» What is being asked: Below are records; write all of them out exactly.

(Saved data entries)
//! Run configuration.
//!
//! Every tuning constant of a run lives here: economy, deck policy, loot
//! tables, event costs. Content code reads these values instead of
//! hardcoding them, so a balance pass is a config change.
//!
//! ```
//! use rogue_blackjack::core::RunConfig;
//!
//! let config = RunConfig::default()
//!     .with_seed(7)
//!     .with_starting_chips(250)
//!     .with_pity_threshold(3);
//!
//! assert!(config.validate().is_ok());
//! ```

use serde::{Deserialize, Serialize};

use crate::progression::PlayerClass;

use super::error::{GameError, Result};

/// What happens when the draw pile runs out mid-round.
#[derive(Clone, Copy, Debug, Default, PartialEq, Eq, Serialize, Deserialize)]
pub enum ReshufflePolicy {
    /// Shuffle the discard pile back into the draw pile.
    #[default]
    ReshuffleDiscard,
    /// End the round as a player loss.
    Forfeit,
}

/// Rarity weights in common, uncommon, rare, legendary order.
pub type RarityWeights = [f32; 4];

/// Loot table weights for one enemy class.
#[derive(Clone, Debug, PartialEq, Serialize, Deserialize)]
pub struct DropTable {
    /// Weights for a normal roll.
    pub normal: RarityWeights,
    /// Weights once the pity counter hits the threshold.
    pub pity: RarityWeights,
}

/// Complete run configuration.
#[derive(Clone, Debug, PartialEq, Serialize, Deserialize)]
pub struct RunConfig {
    /// Seed for every RNG stream of the run.
    pub seed: u64,

    /// Chips at run start. Chips double as the player's health.
    pub starting_chips: i32,

    /// Maximum sanity.
    pub max_sanity: i32,

    /// Player archetype; picks the sanity bet rules.
    pub player_class: PlayerClass,

    /// Min, med and max bet rungs before sanity modifiers.
    pub bet_ladder: [i32; 3],

    /// Number of trinket slots.
    pub trinket_slots: usize,

    /// Reshuffle at round start when fewer cards than this remain.
    pub reshuffle_threshold: usize,

    /// Empty draw pile handling.
    pub reshuffle_policy: ReshufflePolicy,

    /// Dealer stands at or above this total.
    pub dealer_stands_on: u8,

    /// Payout multiplier for a natural blackjack.
    pub blackjack_payout: f32,

    /// Extra crit damage percent before `crit_bonus`.
    pub base_crit_bonus: i32,

    /// Consecutive common drops before the pity table kicks in.
    pub pity_threshold: u32,

    /// Drops from normal enemies.
    pub normal_drops: DropTable,

    /// Drops from elites and bosses.
    pub elite_drops: DropTable,

    /// Affix count per act tier (index 0 = tier 1).
    pub affixes_per_tier: Vec<usize>,

    /// Hard cap on affixes per trinket.
    pub max_affixes: usize,

    /// Affix weight multiplier for rare drops.
    pub rare_affix_scale: f32,

    /// Affix weight multiplier for legendary drops.
    pub legendary_affix_scale: f32,

    /// First event reroll cost; doubles each reroll.
    pub event_reroll_cost: i32,

    /// Attempts when asking the pool for a different event.
    pub event_retry_limit: usize,
}

impl Default for RunConfig {
    fn default() -> Self {
        Self {
            seed: 0,
            starting_chips: 100,
            max_sanity: 100,
            player_class: PlayerClass::default(),
            bet_ladder: [5, 25, 50],
            trinket_slots: 6,
            reshuffle_threshold: 20,
            reshuffle_policy: ReshufflePolicy::default(),
            dealer_stands_on: 17,
            blackjack_payout: 1.5,
            base_crit_bonus: 50,
            pity_threshold: 5,
            normal_drops: DropTable {
                normal: [50.0, 35.0, 12.0, 3.0],
                pity: [0.0, 70.0, 25.0, 5.0],
            },
            elite_drops: DropTable {
                normal: [0.0, 40.0, 45.0, 15.0],
                pity: [0.0, 0.0, 75.0, 25.0],
            },
            affixes_per_tier: vec![1, 2, 3],
            max_affixes: 3,
            rare_affix_scale: 1.1,
            legendary_affix_scale: 1.2,
            event_reroll_cost: 50,
            event_retry_limit: 10,
        }
    }
}

impl RunConfig {
    /// Set the run seed.
    #[must_use]
    pub fn with_seed(mut self, seed: u64) -> Self {
        self.seed = seed;
        self
    }

    /// Set starting chips.
    #[must_use]
    pub fn with_starting_chips(mut self, chips: i32) -> Self {
        self.starting_chips = chips;
        self
    }

    /// Set the player class.
    #[must_use]
    pub fn with_player_class(mut self, class: PlayerClass) -> Self {
        self.player_class = class;
        self
    }

    /// Set the pity threshold.
    #[must_use]
    pub fn with_pity_threshold(mut self, threshold: u32) -> Self {
        self.pity_threshold = threshold;
        self
    }

    /// Set the empty-deck policy.
    #[must_use]
    pub fn with_reshuffle_policy(mut self, policy: ReshufflePolicy) -> Self {
        self.reshuffle_policy = policy;
        self
    }

    /// Set the affix count table.
    #[must_use]
    pub fn with_affixes_per_tier(mut self, table: Vec<usize>) -> Self {
        self.affixes_per_tier = table;
        self
    }

    /// Affix count for an act tier, clamped to the table and `max_affixes`.
    #[must_use]
    pub fn affix_count(&self, tier: u32) -> usize {
        let idx = (tier.max(1) as usize - 1).min(self.affixes_per_tier.len().saturating_sub(1));
        self.affixes_per_tier
            .get(idx)
            .copied()
            .unwrap_or(1)
            .min(self.max_affixes)
    }

    /// Check for values the engine cannot run with.
    pub fn validate(&self) -> Result<()> {
        if self.trinket_slots == 0 {
            return Err(GameError::InvalidConfig("trinket_slots must be > 0".into()));
        }
        if self.starting_chips <= 0 {
            return Err(GameError::InvalidConfig("starting_chips must be > 0".into()));
        }
        if self.bet_ladder[0] <= 0 || self.bet_ladder.windows(2).any(|w| w[0] > w[1]) {
            return Err(GameError::InvalidConfig("bet_ladder must be positive and ascending".into()));
        }
        if self.pity_threshold == 0 {
            return Err(GameError::InvalidConfig("pity_threshold must be > 0".into()));
        }
        if self.affixes_per_tier.is_empty() {
            return Err(GameError::InvalidConfig("affixes_per_tier is empty".into()));
        }
        for (name, table) in [("normal", &self.normal_drops), ("elite", &self.elite_drops)] {
            let empty = |w: &RarityWeights| w.iter().all(|v| *v <= 0.0);
            if empty(&table.normal) || empty(&table.pity) {
                return Err(GameError::InvalidConfig(format!("{} drop table has no weight", name)));
            }
        }
        if !(2..=21).contains(&self.dealer_stands_on) {
            return Err(GameError::InvalidConfig("dealer_stands_on must be in 2..=21".into()));
        }
        Ok(())
    }
}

» Output of the exercise:
//! Run configuration.
//!
//! Every tuning constant of a run lives here: economy, deck policy, loot
//! tables, event costs. Content code reads these values instead of
//! hardcoding them, so a balance pass is a config change.
//!
//! ```
//! use rogue_blackjack::core::RunConfig;
//!
//! let config = RunConfig::default()
//!     .with_seed(7)
//!     .with_starting_chips(250)
//!     .with_pity_threshold(3);
//!
//! assert!(config.validate().is_ok());
//! ```

use serde::{Deserialize, Serialize};

use crate::progression::PlayerClass;

use super::error::{GameError, Result};

/// What happens when the draw pile runs out mid-round.
#[derive(Clone, Copy, Debug, Default, PartialEq, Eq, Serialize, Deserialize)]
pub enum ReshufflePolicy {
    /// Shuffle the discard pile back into the draw pile.
    #[default]
    ReshuffleDiscard,
    /// End the round as a player loss.
    Forfeit,
}

/// Rarity weights in common, uncommon, rare, legendary order.
pub type RarityWeights = [f32; 4];

/// Loot table weights for one enemy class.
#[derive(Clone, Debug, PartialEq, Serialize, Deserialize)]
pub struct DropTable {
    /// Weights for a normal roll.
    pub normal: RarityWeights,
    /// Weights once the pity counter hits the threshold.
    pub pity: RarityWeights,
}

/// Complete run configuration.
#[derive(Clone, Debug, PartialEq, Serialize, Deserialize)]
pub struct RunConfig {
    /// Seed for every RNG stream of the run.
    pub seed: u64,

    /// Chips at run start. Chips double as the player's health.
    pub starting_chips: i32,

    /// Maximum sanity.
    pub max_sanity: i32,

    /// Player archetype; picks the sanity bet rules.
    pub player_class: PlayerClass,

    /// Min, med and max bet rungs before sanity modifiers.
    pub bet_ladder: [i32; 3],

    /// Number of trinket slots.
    pub trinket_slots: usize,

    /// Reshuffle at round start when fewer cards than this remain.
    pub reshuffle_threshold: usize,

    /// Empty draw pile handling.
    pub reshuffle_policy: ReshufflePolicy,

    /// Dealer stands at or above this total.
    pub dealer_stands_on: u8,

    /// Payout multiplier for a natural blackjack.
    pub blackjack_payout: f32,

    /// Extra crit damage percent before `crit_bonus`.
    pub base_crit_bonus: i32,

    /// Consecutive common drops before the pity table kicks in.
    pub pity_threshold: u32,

    /// Drops from normal enemies.
    pub normal_drops: DropTable,

    /// Drops from elites and bosses.
    pub elite_drops: DropTable,

    /// Affix count per act tier (index 0 = tier 1).
    pub affixes_per_tier: Vec<usize>,

    /// Hard cap on affixes per trinket.
    pub max_affixes: usize,

    /// Affix weight multiplier for rare drops.
    pub rare_affix_scale: f32,

    /// Affix weight multiplier for legendary drops.
    pub legendary_affix_scale: f32,

    /// First event reroll cost; doubles each reroll.
    pub event_reroll_cost: i32,

    /// Attempts when asking the pool for a different event.
    pub event_retry_limit: usize,
}

impl Default for RunConfig {
    fn default() -> Self {
        Self {
            seed: 0,
            starting_chips: 100,
            max_sanity: 100,
            player_class: PlayerClass::default(),
            bet_ladder: [5, 25, 50],
            trinket_slots: 6,
            reshuffle_threshold: 20,
            reshuffle_policy: ReshufflePolicy::default(),
            dealer_stands_on: 17,
            blackjack_payout: 1.5,
            base_crit_bonus: 50,
            pity_threshold: 5,
            normal_drops: DropTable {
                normal: [50.0, 35.0, 12.0, 3.0],
                pity: [0.0, 70.0, 25.0, 5.0],
            },
            elite_drops: DropTable {
                normal: [0.0, 40.0, 45.0, 15.0],
                pity: [0.0, 0.0, 75.0, 25.0],
            },
            affixes_per_tier: vec![1, 2, 3],
            max_affixes: 3,
            rare_affix_scale: 1.1,
            legendary_affix_scale: 1.2,
            event_reroll_cost: 50,
            event_retry_limit: 10,
        }
    }
}

impl RunConfig {
    /// Set the run seed.
    #[must_use]
    pub fn with_seed(mut self, seed: u64) -> Self {
        self.seed = seed;
        self
    }

    /// Set starting chips.
    #[must_use]
    pub fn with_starting_chips(mut self, chips: i32) -> Self {
        self.starting_chips = chips;
        self
    }

    /// Set the player class.
    #[must_use]
    pub fn with_player_class(mut self, class: PlayerClass) -> Self {
        self.player_class = class;
        self
    }

    /// Set the pity threshold.
    #[must_use]
    pub fn with_pity_threshold(mut self, threshold: u32) -> Self {
        self.pity_threshold = threshold;
        self
    }

    /// Set the empty-deck policy.
    #[must_use]
    pub fn with_reshuffle_policy(mut self, policy: ReshufflePolicy) -> Self {
        self.reshuffle_policy = policy;
        self
    }

    /// Set the affix count table.
    #[must_use]
    pub fn with_affixes_per_tier(mut self, table: Vec<usize>) -> Self {
        self.affixes_per_tier = table;
        self
    }

    /// Affix count for an act tier, clamped to the table and `max_affixes`.
    #[must_use]
    pub fn affix_count(&self, tier: u32) -> usize {
        let idx = (tier.max(1) as usize - 1).min(self.affixes_per_tier.len().saturating_sub(1));
        self.affixes_per_tier
            .get(idx)
            .copied()
            .unwrap_or(1)
            .min(self.max_affixes)
    }

    /// Check for values the engine cannot run with.
    pub fn validate(&self) -> Result<()> {
        if self.trinket_slots == 0 {
            return Err(GameError::InvalidConfig("trinket_slots must be > 0".into()));
        }
        if self.starting_chips <= 0 {
            return Err(GameError::InvalidConfig("starting_chips must be > 0".into()));
        }
        if self.bet_ladder[0] <= 0 || self.bet_ladder.windows(2).any(|w| w[0] > w[1]) {
            return Err(GameError::InvalidConfig("bet_ladder must be positive and ascending".into()));
        }
        if self.pity_threshold == 0 {
            return Err(GameError::InvalidConfig("pity_threshold must be > 0".into()));
        }
        if self.affixes_per_tier.is_empty() {
            return Err(GameError::InvalidConfig("affixes_per_tier is empty".into()));
        }
        for (name, table) in [("normal", &self.normal_drops), ("elite", &self.elite_drops)] {
            let empty = |w: &RarityWeights| w.iter().all(|v| *v <= 0.0);
            if empty(&table.normal) || empty(&table.pity) {
                return Err(GameError::InvalidConfig(format!("{} drop table has no weight", name)));
            }
        }
        if !(2..=21).contains(&self.dealer_stands_on) {
            return Err(GameError::InvalidConfig("dealer_stands_on must be in 2..=21".into()));
        }
        Ok(())
    }
}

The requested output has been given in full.